Items from a dataset:
use super::{json_pretty, EXIT_FAILURE, EXIT_SUCCESS};
use pkgcheck_runtime::{check_prereqs, find_base_python, format_missing, select_provisioner};

pub fn run(json_output: bool) -> Result<u8, String> {
    let mut checks: Vec<Check> = Vec::new();
    let mut all_pass = true;

    match find_base_python() {
        Ok(python) => checks.push(Check::info(
            "base_python",
            &format!("Base interpreter: {}", python.display()),
        )),
        Err(e) => checks.push(Check::warn("base_python", &e.to_string())),
    }

    let missing = check_prereqs();
    if missing.is_empty() {
        checks.push(Check::pass(
            "prereqs",
            "python3 with venv/ensurepip and a shell for probes are available",
        ));
    } else {
        all_pass = false;
        checks.push(Check::fail("prereqs", &format_missing(&missing)));
    }

    let name = pkgcheck_core::configured_provisioner();
    match select_provisioner(&name) {
        Ok(p) if p.available() => checks.push(Check::pass(
            "provisioner",
            &format!("Provisioner '{name}' is available"),
        )),
        Ok(_) => {
            all_pass = false;
            checks.push(Check::fail(
                "provisioner",
                &format!("Provisioner '{name}' cannot run on this host"),
            ));
        }
        Err(e) => {
            all_pass = false;
            checks.push(Check::fail("provisioner", &e.to_string()));
        }
    }

    let tmp = std::env::temp_dir();
    if tmp.is_dir() {
        checks.push(Check::pass(
            "temp_dir",
            &format!("Temporary directory: {}", tmp.display()),
        ));
    } else {
        all_pass = false;
        checks.push(Check::fail(
            "temp_dir",
            &format!("Temporary directory {} does not exist", tmp.display()),
        ));
    }

    print_results(&checks, all_pass, json_output)
}

fn print_results(checks: &[Check], all_pass: bool, json_output: bool) -> Result<u8, String> {
    if json_output {
        let json = serde_json::json!({
            "healthy": all_pass,
            "checks": checks.iter().map(|c| serde_json::json!({
                "name": c.name,
                "status": c.status,
                "message": c.message,
            })).collect::<Vec<_>>(),
        });
        println!("{}", json_pretty(&json)?);
    } else {
        println!("pkgcheck doctor\n");
        for check in checks {
            let icon = match check.status {
                "pass" => "✓",
                "fail" => "✗",
                "warn" => "⚠",
                _ => "ℹ",
            };
            println!("  {icon} {}", check.message);
        }
        println!();
        if all_pass {
            println!("All checks passed.");
        } else {
            println!("Some checks failed. See above for details.");
        }
    }
    Ok(if all_pass { EXIT_SUCCESS } else { EXIT_FAILURE })
}

struct Check {
    name: &'static str,
    status: &'static str,
    message: String,
}

impl Check {
    fn new(name: &'static str, status: &'static str, message: &str) -> Self {
        Self {
            name,
            status,
            message: message.to_owned(),
        }
    }

    fn pass(name: &'static str, message: &str) -> Self {
        Self::new(name, "pass", message)
    }

    fn fail(name: &'static str, message: &str) -> Self {
        Self::new(name, "fail", message)
    }

    fn warn(name: &'static str, message: &str) -> Self {
        Self::new(name, "warn", message)
    }

    fn info(name: &'static str, message: &str) -> Self {
        Self::new(name, "info", message)
    }
}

* Exercise brief
Word for word, write out every record.

* Task response
use super::{json_pretty, EXIT_FAILURE, EXIT_SUCCESS};
use pkgcheck_runtime::{check_prereqs, find_base_python, format_missing, select_provisioner};

pub fn run(json_output: bool) -> Result<u8, String> {
    let mut checks: Vec<Check> = Vec::new();
    let mut all_pass = true;

    match find_base_python() {
        Ok(python) => checks.push(Check::info(
            "base_python",
            &format!("Base interpreter: {}", python.display()),
        )),
        Err(e) => checks.push(Check::warn("base_python", &e.to_string())),
    }

    let missing = check_prereqs();
    if missing.is_empty() {
        checks.push(Check::pass(
            "prereqs",
            "python3 with venv/ensurepip and a shell for probes are available",
        ));
    } else {
        all_pass = false;
        checks.push(Check::fail("prereqs", &format_missing(&missing)));
    }

    let name = pkgcheck_core::configured_provisioner();
    match select_provisioner(&name) {
        Ok(p) if p.available() => checks.push(Check::pass(
            "provisioner",
            &format!("Provisioner '{name}' is available"),
        )),
        Ok(_) => {
            all_pass = false;
            checks.push(Check::fail(
                "provisioner",
                &format!("Provisioner '{name}' cannot run on this host"),
            ));
        }
        Err(e) => {
            all_pass = false;
            checks.push(Check::fail("provisioner", &e.to_string()));
        }
    }

    let tmp = std::env::temp_dir();
    if tmp.is_dir() {
        checks.push(Check::pass(
            "temp_dir",
            &format!("Temporary directory: {}", tmp.display()),
        ));
    } else {
        all_pass = false;
        checks.push(Check::fail(
            "temp_dir",
            &format!("Temporary directory {} does not exist", tmp.display()),
        ));
    }

    print_results(&checks, all_pass, json_output)
}

fn print_results(checks: &[Check], all_pass: bool, json_output: bool) -> Result<u8, String> {
    if json_output {
        let json = serde_json::json!({
            "healthy": all_pass,
            "checks": checks.iter().map(|c| serde_json::json!({
                "name": c.name,
                "status": c.status,
                "message": c.message,
            })).collect::<Vec<_>>(),
        });
        println!("{}", json_pretty(&json)?);
    } else {
        println!("pkgcheck doctor\n");
        for check in checks {
            let icon = match check.status {
                "pass" => "✓",
                "fail" => "✗",
                "warn" => "⚠",
                _ => "ℹ",
            };
            println!("  {icon} {}", check.message);
        }
        println!();
        if all_pass {
            println!("All checks passed.");
        } else {
            println!("Some checks failed. See above for details.");
        }
    }
    Ok(if all_pass { EXIT_SUCCESS } else { EXIT_FAILURE })
}

struct Check {
    name: &'static str,
    status: &'static str,
    message: String,
}

impl Check {
    fn new(name: &'static str, status: &'static str, message: &str) -> Self {
        Self {
            name,
            status,
            message: message.to_owned(),
        }
    }

    fn pass(name: &'static str, message: &str) -> Self {
        Self::new(name, "pass", message)
    }

    fn fail(name: &'static str, message: &str) -> Self {
        Self::new(name, "fail", message)
    }

    fn warn(name: &'static str, message: &str) -> Self {
        Self::new(name, "warn", message)
    }

    fn info(name: &'static str, message: &str) -> Self {
        Self::new(name, "info", message)
    }
}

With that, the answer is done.